Moving on to the next season, Coach Sayers knew she had to reinforce her interior play after losing Dean and most of the seniors that year who were also bound to graduate that year. 

Jamie Pickens, a transfer from the University of Montana for the 2020-2021 season, would fill that gap. 

“I came to Carroll for the amazing opportunity to play basketball at a great program while also receiving a top tier education,” said Pickens, a senior from Helena double majoring in health science and nursing.

For the 2020-2021 season, the super team of the Saints consisted of the starting lineup of Hilborn, Wagner, Swannack, Denny, and Pickens, and they seemed to click immediately. 

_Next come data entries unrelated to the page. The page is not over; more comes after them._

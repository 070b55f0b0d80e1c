//! Refractive interface models and the refractive ray caster
//!
//! A refractive model describes an optical interface (a housing port)
//! between the camera and the scene. Rays leaving the camera center are
//! bent at each surface of the port, so a pixel back-projects to a general
//! 3D ray instead of a ray through the optical center.

mod dome_port;
mod flat_port;
mod ray_caster;

pub use dome_port::DomePort;
pub use flat_port::FlatPort;
pub use ray_caster::{cam_from_img, cam_from_img_point, img_from_cam};

use crate::error::RcmError;
use crate::geometry::Ray3D;
use nalgebra::Vector3;
use serde::{Deserialize, Serialize};
use std::fmt;
use std::str::FromStr;

/// Identifier of a refractive model family
#[derive(Debug, Clone, Copy, PartialEq, Eq, Hash, Default, Serialize, Deserialize)]
#[repr(i32)]
pub enum CameraRefracModelId {
    #[default]
    #[serde(rename = "INVALID")]
    Invalid = -1,
    #[serde(rename = "FLATPORT")]
    FlatPort = 0,
    #[serde(rename = "DOMEPORT")]
    DomePort = 1,
}

static REFRAC_MODELS: [&dyn RefracModel; 2] = [&FlatPort, &DomePort];

impl CameraRefracModelId {
    /// All valid identifiers in registry order
    pub const ALL: [CameraRefracModelId; 2] =
        [CameraRefracModelId::FlatPort, CameraRefracModelId::DomePort];

    pub fn name(self) -> &'static str {
        match self {
            CameraRefracModelId::Invalid => "INVALID",
            CameraRefracModelId::FlatPort => "FLATPORT",
            CameraRefracModelId::DomePort => "DOMEPORT",
        }
    }

    pub fn from_i32(id: i32) -> Option<Self> {
        Self::ALL.iter().copied().find(|model_id| *model_id as i32 == id)
    }

    pub fn is_valid(self) -> bool {
        self != CameraRefracModelId::Invalid
    }

    /// Registry entry for this identifier, `None` for [`CameraRefracModelId::Invalid`]
    pub fn model(self) -> Option<&'static dyn RefracModel> {
        match self {
            CameraRefracModelId::Invalid => None,
            id => Some(REFRAC_MODELS[id as usize]),
        }
    }
}

impl fmt::Display for CameraRefracModelId {
    fn fmt(&self, f: &mut fmt::Formatter<'_>) -> fmt::Result {
        f.write_str(self.name())
    }
}

impl FromStr for CameraRefracModelId {
    type Err = RcmError;

    fn from_str(name: &str) -> Result<Self, Self::Err> {
        Self::ALL
            .iter()
            .copied()
            .find(|id| id.name() == name)
            .ok_or_else(|| RcmError::UnknownRefracModel(name.to_string()))
    }
}

/// Per-family contract of a refractive interface
pub trait RefracModel: Send + Sync {
    fn id(&self) -> CameraRefracModelId;

    /// Human-readable parameter ordering
    fn params_info(&self) -> &'static str;

    fn num_params(&self) -> usize;

    /// Parameters describing the interface pose, which calibration may refine
    fn optimizable_params_idxs(&self) -> &'static [usize];

    /// Trace a ray leaving the camera center with unit direction `dir`
    /// through the interface. Total internal reflection yields NaN components.
    fn refract_ray(&self, refrac_params: &[f64], dir: &Vector3<f64>) -> Ray3D;

    /// Unit axis along which the interface is rotationally symmetric
    fn refraction_axis(&self, refrac_params: &[f64]) -> Vector3<f64>;

    fn name(&self) -> &'static str {
        self.id().name()
    }

    fn verify_params(&self, refrac_params: &[f64]) -> bool {
        refrac_params.len() == self.num_params()
    }
}

/// Ray returned when the interface cannot be traced
pub(crate) fn degenerate_ray() -> Ray3D {
    Ray3D {
        ori: Vector3::repeat(f64::NAN),
        dir: Vector3::repeat(f64::NAN),
    }
}

#[cfg(test)]
mod tests {
    use super::*;

    #[test]
    fn test_registry_order_matches_ids() {
        for id in CameraRefracModelId::ALL {
            assert_eq!(id.model().unwrap().id(), id);
            assert_eq!(CameraRefracModelId::from_i32(id as i32), Some(id));
        }
        assert!(CameraRefracModelId::Invalid.model().is_none());
    }

    #[test]
    fn test_name_round_trip() {
        for id in CameraRefracModelId::ALL {
            assert_eq!(id.name().parse::<CameraRefracModelId>().unwrap(), id);
        }
        assert!(matches!(
            "FLAT".parse::<CameraRefracModelId>(),
            Err(RcmError::UnknownRefracModel(_))
        ));
    }

    #[test]
    fn test_params_info_matches_count() {
        for id in CameraRefracModelId::ALL {
            let model = id.model().unwrap();
            assert_eq!(model.params_info().split(',').count(), model.num_params());
            assert!(model.verify_params(&vec![0.0; model.num_params()]));
            assert!(!model.verify_params(&vec![0.0; model.num_params() + 1]));
        }
    }
}
pub mod camera;
pub mod error;
pub mod geometry;
pub mod models;
pub mod refrac;

pub use camera::{BogusParamsOptions, Camera, CameraId, INVALID_CAMERA_ID};
pub use error::{ParamsError, RcmError, Result};
pub use geometry::{Ray3D, Rigid3d};
pub use models::{CameraModel, CameraModelId};
pub use refrac::{CameraRefracModelId, RefracModel};
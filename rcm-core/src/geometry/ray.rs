use nalgebra::Vector3;
use serde::{Deserialize, Serialize};

/// Rays closer than this to parallel have no unique closest point.
const PARALLEL_EPS: f64 = 1e-12;

/// 3D ray with an origin and a unit direction
#[derive(Debug, Clone, Copy, PartialEq, Serialize, Deserialize)]
pub struct Ray3D {
    pub ori: Vector3<f64>,
    pub dir: Vector3<f64>,
}

impl Default for Ray3D {
    fn default() -> Self {
        Self {
            ori: Vector3::zeros(),
            dir: Vector3::z(),
        }
    }
}

impl Ray3D {
    /// Create a new ray. The direction is normalized.
    pub fn new(ori: Vector3<f64>, dir: Vector3<f64>) -> Self {
        Self {
            ori,
            dir: dir.normalize(),
        }
    }

    /// Point at the given distance along the ray
    pub fn at(&self, distance: f64) -> Vector3<f64> {
        self.ori + self.dir * distance
    }

    /// False if any component is NaN or infinite, e.g. after total internal
    /// reflection in a refractive interface.
    pub fn is_finite(&self) -> bool {
        self.ori.iter().chain(self.dir.iter()).all(|v| v.is_finite())
    }

    /// Point on the line `line_ori + s * line_dir` closest to the line
    /// supporting this ray. Returns `None` if both lines are parallel.
    pub fn closest_point_on_line(
        &self,
        line_ori: &Vector3<f64>,
        line_dir: &Vector3<f64>,
    ) -> Option<Vector3<f64>> {
        let a = line_dir.dot(line_dir);
        let b = line_dir.dot(&self.dir);
        let c = self.dir.dot(&self.dir);
        let w0 = line_ori - self.ori;
        let d = line_dir.dot(&w0);
        let e = self.dir.dot(&w0);

        let denom = a * c - b * b;
        if denom.abs() < PARALLEL_EPS {
            return None;
        }

        let s = (b * e - c * d) / denom;
        Some(line_ori + line_dir * s)
    }
}

/// Signed distance along the ray to the plane `normal . x = dist`.
///
/// Infinite or NaN if the ray is parallel to the plane.
pub fn ray_plane_intersection(
    ray_ori: &Vector3<f64>,
    ray_dir: &Vector3<f64>,
    normal: &Vector3<f64>,
    dist: f64,
) -> f64 {
    (dist - normal.dot(ray_ori)) / normal.dot(ray_dir)
}

/// Distances along a unit-direction ray to the sphere surface, smallest
/// first. `None` if the ray misses the sphere.
pub fn ray_sphere_intersection(
    ray_ori: &Vector3<f64>,
    ray_dir: &Vector3<f64>,
    center: &Vector3<f64>,
    radius: f64,
) -> Option<(f64, f64)> {
    let oc = ray_ori - center;
    let b = ray_dir.dot(&oc);
    let c = oc.norm_squared() - radius * radius;
    let disc = b * b - c;
    if disc < 0.0 {
        return None;
    }

    let sqrt_disc = disc.sqrt();
    Some((-b - sqrt_disc, -b + sqrt_disc))
}

/// Refract a unit direction at an interface following Snell's law.
///
/// `normal` is the unit interface normal pointing into the second medium,
/// i.e. on the side the ray travels towards. Under total internal
/// reflection the result is NaN.
pub fn compute_refraction(normal: &Vector3<f64>, n1: f64, n2: f64, dir: &Vector3<f64>) -> Vector3<f64> {
    if n1 == n2 {
        return *dir;
    }

    let r = n1 / n2;
    let c = normal.dot(dir);
    let scale = r * c - (1.0 - r * r * (1.0 - c * c)).sqrt();
    (dir * r - normal * scale).normalize()
}

#[cfg(test)]
mod tests {
    use super::*;
    use approx::assert_relative_eq;

    #[test]
    fn test_ray_new_normalizes() {
        let ray = Ray3D::new(Vector3::zeros(), Vector3::new(0.0, 3.0, 4.0));
        assert!((ray.dir.norm() - 1.0).abs() < 1e-12);
        assert_relative_eq!(ray.at(5.0), Vector3::new(0.0, 3.0, 4.0), epsilon = 1e-12);
    }

    #[test]
    fn test_ray_is_finite() {
        let ray = Ray3D::default();
        assert!(ray.is_finite());

        let ray = Ray3D {
            ori: Vector3::zeros(),
            dir: Vector3::repeat(f64::NAN),
        };
        assert!(!ray.is_finite());
    }

    #[test]
    fn test_closest_point_intersecting_lines() {
        // Ray crossing the z axis at z = 2
        let ray = Ray3D::new(Vector3::new(1.0, 0.0, 3.0), Vector3::new(1.0, 0.0, 1.0));
        let point = ray
            .closest_point_on_line(&Vector3::zeros(), &Vector3::z())
            .unwrap();
        assert_relative_eq!(point, Vector3::new(0.0, 0.0, 2.0), epsilon = 1e-12);
    }

    #[test]
    fn test_closest_point_skew_lines() {
        // Ray parallel to x at height y = 1, z = 5
        let ray = Ray3D::new(Vector3::new(0.0, 1.0, 5.0), Vector3::x());
        let point = ray
            .closest_point_on_line(&Vector3::zeros(), &Vector3::z())
            .unwrap();
        assert_relative_eq!(point, Vector3::new(0.0, 0.0, 5.0), epsilon = 1e-12);
    }

    #[test]
    fn test_closest_point_parallel_lines() {
        let ray = Ray3D::new(Vector3::new(1.0, 0.0, 0.0), Vector3::z());
        assert!(ray
            .closest_point_on_line(&Vector3::zeros(), &Vector3::z())
            .is_none());
    }

    #[test]
    fn test_ray_plane_intersection() {
        let d = ray_plane_intersection(
            &Vector3::zeros(),
            &Vector3::new(0.0, 0.6, 0.8),
            &Vector3::z(),
            2.0,
        );
        assert!((d - 2.5).abs() < 1e-12);
    }

    #[test]
    fn test_ray_sphere_intersection_from_inside() {
        let (t0, t1) = ray_sphere_intersection(
            &Vector3::zeros(),
            &Vector3::z(),
            &Vector3::zeros(),
            3.0,
        )
        .unwrap();
        assert!((t0 + 3.0).abs() < 1e-12);
        assert!((t1 - 3.0).abs() < 1e-12);
    }

    #[test]
    fn test_ray_sphere_miss() {
        let hit = ray_sphere_intersection(
            &Vector3::new(0.0, 5.0, 0.0),
            &Vector3::z(),
            &Vector3::zeros(),
            1.0,
        );
        assert!(hit.is_none());
    }

    #[test]
    fn test_refraction_normal_incidence() {
        let dir = compute_refraction(&Vector3::z(), 1.0, 1.33, &Vector3::z());
        assert_relative_eq!(dir, Vector3::z(), epsilon = 1e-12);
    }

    #[test]
    fn test_refraction_snell_law() {
        let theta1: f64 = 0.4;
        let dir = Vector3::new(theta1.sin(), 0.0, theta1.cos());
        let (n1, n2) = (1.0, 1.5);
        let refracted = compute_refraction(&Vector3::z(), n1, n2, &dir);

        let sin_theta2 = refracted.x / refracted.norm();
        assert!((n1 * theta1.sin() - n2 * sin_theta2).abs() < 1e-12);
        assert!(refracted.z > 0.0);
    }

    #[test]
    fn test_refraction_total_internal_reflection() {
        let theta1: f64 = 1.2;
        let dir = Vector3::new(theta1.sin(), 0.0, theta1.cos());
        let refracted = compute_refraction(&Vector3::z(), 1.5, 1.0, &dir);
        assert!(refracted.iter().all(|v| v.is_nan()));
    }
}
use super::{CameraModel, CameraModelId};
use nalgebra::Vector2;

/// Switch to series expansions when `omega^2` or `r^2` drops below this.
const SERIES_EPS: f64 = 1e-4;

/// Field-of-view model with closed-form inverse: `fx, fy, cx, cy, omega`
#[derive(Debug, Clone, Copy, Default)]
pub struct Fov;

impl CameraModel for Fov {
    fn id(&self) -> CameraModelId {
        CameraModelId::Fov
    }

    fn params_info(&self) -> &'static str {
        "fx, fy, cx, cy, omega"
    }

    fn focal_length_idxs(&self) -> &'static [usize] {
        &[0, 1]
    }

    fn principal_point_idxs(&self) -> &'static [usize] {
        &[2, 3]
    }

    fn extra_params_idxs(&self) -> &'static [usize] {
        &[4]
    }

    // r_d = atan(2 r tan(omega / 2)) / omega
    fn distort(&self, params: &[f64], point: &Vector2<f64>) -> Vector2<f64> {
        let omega = params[4];
        let omega2 = omega * omega;
        let r2 = point.norm_squared();

        let factor = if omega2 < SERIES_EPS {
            1.0 + omega2 * (1.0 / 12.0 - r2 / 3.0)
        } else if r2 < SERIES_EPS {
            let tan_half_omega = (omega / 2.0).tan();
            2.0 * tan_half_omega / omega * (1.0 - 4.0 * r2 * tan_half_omega * tan_half_omega / 3.0)
        } else {
            let r = r2.sqrt();
            (2.0 * r * (omega / 2.0).tan()).atan() / (r * omega)
        };

        point * factor
    }

    // r = tan(r_d omega) / (2 tan(omega / 2))
    fn undistort(&self, params: &[f64], point: &Vector2<f64>) -> Vector2<f64> {
        let omega = params[4];
        let omega2 = omega * omega;
        let r2 = point.norm_squared();

        let factor = if omega2 < SERIES_EPS {
            1.0 + omega2 * (r2 / 3.0 - 1.0 / 12.0)
        } else if r2 < SERIES_EPS {
            omega * (1.0 + r2 * omega2 / 3.0) / (2.0 * (omega / 2.0).tan())
        } else {
            let r = r2.sqrt();
            (r * omega).tan() / (2.0 * r * (omega / 2.0).tan())
        };

        point * factor
    }
}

The Saints finished with a remarkable 21-3 record, winning both the Frontier Conference regular season and tournament championships, but finished with a sour taste in their mouths with an early exit in the new format, NAIA Regional Tournament; previously, the teams went straight into the Round of 64, but now, teams are separated into 16 pods of 4 teams each, and the winner of each group advances to the national tournament Round of 16. Carroll traveled to Lewiston, Idaho, and lost their final game to Lewis-Clark State College, 67-76.

That bitter feeling helped all the seniors of that class come back for the newly established “fifth-year” of eligibility, granting student-athletes an extra year that was taken away because of  COVID-19. 

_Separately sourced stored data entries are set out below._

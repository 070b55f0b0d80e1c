use super::{CameraModel, CameraModelId};
use nalgebra::{Vector2, Vector3};

/// Pinhole camera with a single focal length: `f, cx, cy`
#[derive(Debug, Clone, Copy, Default)]
pub struct SimplePinhole;

/// Pinhole camera with separate focal lengths: `fx, fy, cx, cy`
#[derive(Debug, Clone, Copy, Default)]
pub struct Pinhole;

impl CameraModel for SimplePinhole {
    fn id(&self) -> CameraModelId {
        CameraModelId::SimplePinhole
    }

    fn params_info(&self) -> &'static str {
        "f, cx, cy"
    }

    fn focal_length_idxs(&self) -> &'static [usize] {
        &[0]
    }

    fn principal_point_idxs(&self) -> &'static [usize] {
        &[1, 2]
    }

    fn extra_params_idxs(&self) -> &'static [usize] {
        &[]
    }

    fn distort(&self, _params: &[f64], point: &Vector2<f64>) -> Vector2<f64> {
        *point
    }

    fn undistort(&self, _params: &[f64], point: &Vector2<f64>) -> Vector2<f64> {
        *point
    }

    fn img_from_cam(&self, params: &[f64], cam_point: &Vector3<f64>) -> Vector2<f64> {
        let (f, cx, cy) = (params[0], params[1], params[2]);
        Vector2::new(
            f * cam_point.x / cam_point.z + cx,
            f * cam_point.y / cam_point.z + cy,
        )
    }

    fn cam_from_img(&self, params: &[f64], image_point: &Vector2<f64>) -> Vector3<f64> {
        let (f, cx, cy) = (params[0], params[1], params[2]);
        Vector3::new((image_point.x - cx) / f, (image_point.y - cy) / f, 1.0)
    }
}

impl CameraModel for Pinhole {
    fn id(&self) -> CameraModelId {
        CameraModelId::Pinhole
    }

    fn params_info(&self) -> &'static str {
        "fx, fy, cx, cy"
    }

    fn focal_length_idxs(&self) -> &'static [usize] {
        &[0, 1]
    }

    fn principal_point_idxs(&self) -> &'static [usize] {
        &[2, 3]
    }

    fn extra_params_idxs(&self) -> &'static [usize] {
        &[]
    }

    fn distort(&self, _params: &[f64], point: &Vector2<f64>) -> Vector2<f64> {
        *point
    }

    fn undistort(&self, _params: &[f64], point: &Vector2<f64>) -> Vector2<f64> {
        *point
    }

    fn img_from_cam(&self, params: &[f64], cam_point: &Vector3<f64>) -> Vector2<f64> {
        let (fx, fy, cx, cy) = (params[0], params[1], params[2], params[3]);
        Vector2::new(
            fx * cam_point.x / cam_point.z + cx,
            fy * cam_point.y / cam_point.z + cy,
        )
    }

    fn cam_from_img(&self, params: &[f64], image_point: &Vector2<f64>) -> Vector3<f64> {
        let (fx, fy, cx, cy) = (params[0], params[1], params[2], params[3]);
        Vector3::new((image_point.x - cx) / fx, (image_point.y - cy) / fy, 1.0)
    }
}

The studded senior class of Wagner, Denny, and Lyman unanimously agreed to come back and finish what they started on a high note.

That is exactly what they did. 

With the super team and a year of chemistry under their belt, the Saints finished the 2021-2022 season with a 27-8 record, winning a share of the Frontier Conference regular season title, spooking the NAIA Regionals Tournament ghost and winning their pod in New Orleans, Louisiana. 

Their season would unfortunately come to an end in the Sweet 16 of the national tournament, losing to Morningside University, 67-71. And with that, the super Saints team would end their run together.

With the inevitable departure of Wagner, Denny, and Lyman after doing their overtime, the Saints came into the 2022-2023 season with some doubts, not sure if they would be as successful as the previous years. 

They were returning Hilborn, Swannack, and Pickens, but there were questions if the voids left by the class of 2022 would be too big. 

But the Saints quickly shut those questions down. 

With Maddie Geritz (redshirt senior forward), Addi Ekstrom (sophomore guard), and new University of Montana transfer Kyndall Keller (junior guard) stepping up, the Saints would have an even better season than the year before.

As mentioned previously, the Saints finished with a 27-6 record, beating teams in the NAIA National top-25 ranking in non-conference play, and then running away with the Frontier Conference regular season title, winning the games comfortably by an average margin  of 15 points. 

The momentum carried into the conference tournament, which they also won. 

Then, they won the NAIA Regionals Tournament for the second year in a row, and won a game in the NAIA National Tournament before losing in the Elite 8 in a tight game to Dakota State University 72-82, in a game that was decided in the final minutes.

Pickens credits the team’s success with their devotion to each other and their coaching staff. 

“We have a great coaching staff that makes us better every single game and prepares us well for every single game we have,” said Pickens.

Iconic Saints, like Hilborn and Swannack will be graduating, and with Pickens still undecided on her future, uncertainty is up in the air once again on what the team will look like for the next years to come. It is safe to say that the Saints have proven time after time that they are a force to be reckoned with, no matter who’s on the roster. 

We can expect players like Keller and Ekstrom to keep stepping up, while seeing who else will take on bigger roles next season. 

But as they have shown time and time again, the winning culture that has been engrained throughout these last few seasons is here to stay, no matter what.

As Pickens described it, “we have been so successful because of this team’s willingness to commit to one another and play for something bigger than ourselves.”